→ **PROMPT**: Pull every line of the entries that has the word "Instant".

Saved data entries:
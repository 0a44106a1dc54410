//! Convergence waiter

use std::time::Duration;

use tokio::time::Instant;
use tracing::{debug, info, warn};

use crate::deploy::probe::{Prober, ServiceProbe};
use crate::errors::ReconcileError;
use crate::models::plane::ServiceDescription;

/// Convergence wait settings
#[derive(Debug, Clone)]
pub struct WaiterOptions {
    /// Give up after this long; the rollout may still finish remotely
    pub timeout: Duration,

    /// Delay between service polls
    pub poll_interval: Duration,
}

impl Default for WaiterOptions {
    fn default() -> Self {
        Self {
            timeout: Duration::from_secs(600),
            poll_interval: Duration::from_secs(15),
        }
    }
}

/// How the wait ended
#[derive(Debug, Clone, PartialEq, Eq)]
pub enum Convergence {
    Stable { running: u32, desired: u32 },
    TimedOut { running: u32, desired: u32 },
    Failed { reason: String, running: u32, desired: u32 },
}

impl Convergence {
    pub fn counts(&self) -> (u32, u32) {
        match self {
            Convergence::Stable { running, desired }
            | Convergence::TimedOut { running, desired }
            | Convergence::Failed { running, desired, .. } => (*running, *desired),
        }
    }
}

/// Polls the service until it settles, fails, or the deadline passes
pub struct ConvergenceWaiter<'a> {
    prober: &'a Prober<'a>,
    options: WaiterOptions,
}

impl<'a> ConvergenceWaiter<'a> {
    pub fn new(prober: &'a Prober<'a>, options: WaiterOptions) -> Self {
        Self { prober, options }
    }

    /// Wait for the service to become stable
    pub async fn wait(&self, cluster: &str, name: &str) -> Result<Convergence, ReconcileError> {
        let deadline = Instant::now() + self.options.timeout;
        let (mut running, mut desired) = (0, 0);
        let mut polls = 0u32;

        info!(
            "Waiting up to {:?} for {} to stabilize",
            self.options.timeout, name
        );

        loop {
            polls += 1;
            match self.prober.probe_service(cluster, name).await {
                Ok(ServiceProbe::Active(service)) => {
                    running = service.running_count;
                    desired = service.desired_count;
                    debug!(
                        "Poll {}: running={} desired={} pending={} deployments={}",
                        polls,
                        running,
                        desired,
                        service.pending_count,
                        service.deployments.len()
                    );

                    if let Some(failed) = service.failed_deployment() {
                        let reason = failed.rollout_state_reason.clone().unwrap_or_else(|| {
                            format!("deployment {} was rolled back", failed.id)
                        });
                        return Ok(Convergence::Failed {
                            reason,
                            running,
                            desired,
                        });
                    }

                    if is_settled(&service) && self.targets_healthy(&service).await? {
                        info!("Service {} is stable after {} polls", name, polls);
                        return Ok(Convergence::Stable { running, desired });
                    }
                }
                Ok(ServiceProbe::Absent) => {
                    return Ok(Convergence::Failed {
                        reason: format!("service '{}' disappeared during rollout", name),
                        running,
                        desired,
                    });
                }
                Ok(ServiceProbe::OtherStatus(status)) => {
                    return Ok(Convergence::Failed {
                        reason: format!("service '{}' became {} during rollout", name, status),
                        running,
                        desired,
                    });
                }
                Err(e) if e.is_retryable() => {
                    warn!("Service poll failed, will poll again: {}", e);
                }
                Err(e) => return Err(e),
            }

            let now = Instant::now();
            if now >= deadline {
                warn!(
                    "Timed out after {:?} waiting for {} (running={} desired={})",
                    self.options.timeout, name, running, desired
                );
                return Ok(Convergence::TimedOut { running, desired });
            }
            tokio::time::sleep(self.options.poll_interval.min(deadline - now)).await;
        }
    }

    async fn targets_healthy(&self, service: &ServiceDescription) -> Result<bool, ReconcileError> {
        if service.desired_count == 0 {
            return Ok(true);
        }
        for lb in &service.load_balancers {
            let targets = match self.prober.probe_target_health(&lb.target_group_ref).await {
                Ok(targets) => targets,
                Err(e) if e.is_retryable() => {
                    warn!("Target health poll failed, will poll again: {}", e);
                    return Ok(false);
                }
                Err(e) => return Err(e),
            };
            let healthy = targets.iter().filter(|t| t.is_healthy()).count();
            if targets.is_empty() || healthy < targets.len() {
                debug!(
                    "Target group {}: {}/{} targets healthy",
                    lb.target_group_ref,
                    healthy,
                    targets.len()
                );
                return Ok(false);
            }
        }
        Ok(true)
    }
}

/// All tasks running and no older deployment still draining
fn is_settled(service: &ServiceDescription) -> bool {
    service.running_count == service.desired_count && service.deployments.len() <= 1
}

→ **TASK RESPONSE**:
use tokio::time::Instant;
        let deadline = Instant::now() + self.options.timeout;
            let now = Instant::now();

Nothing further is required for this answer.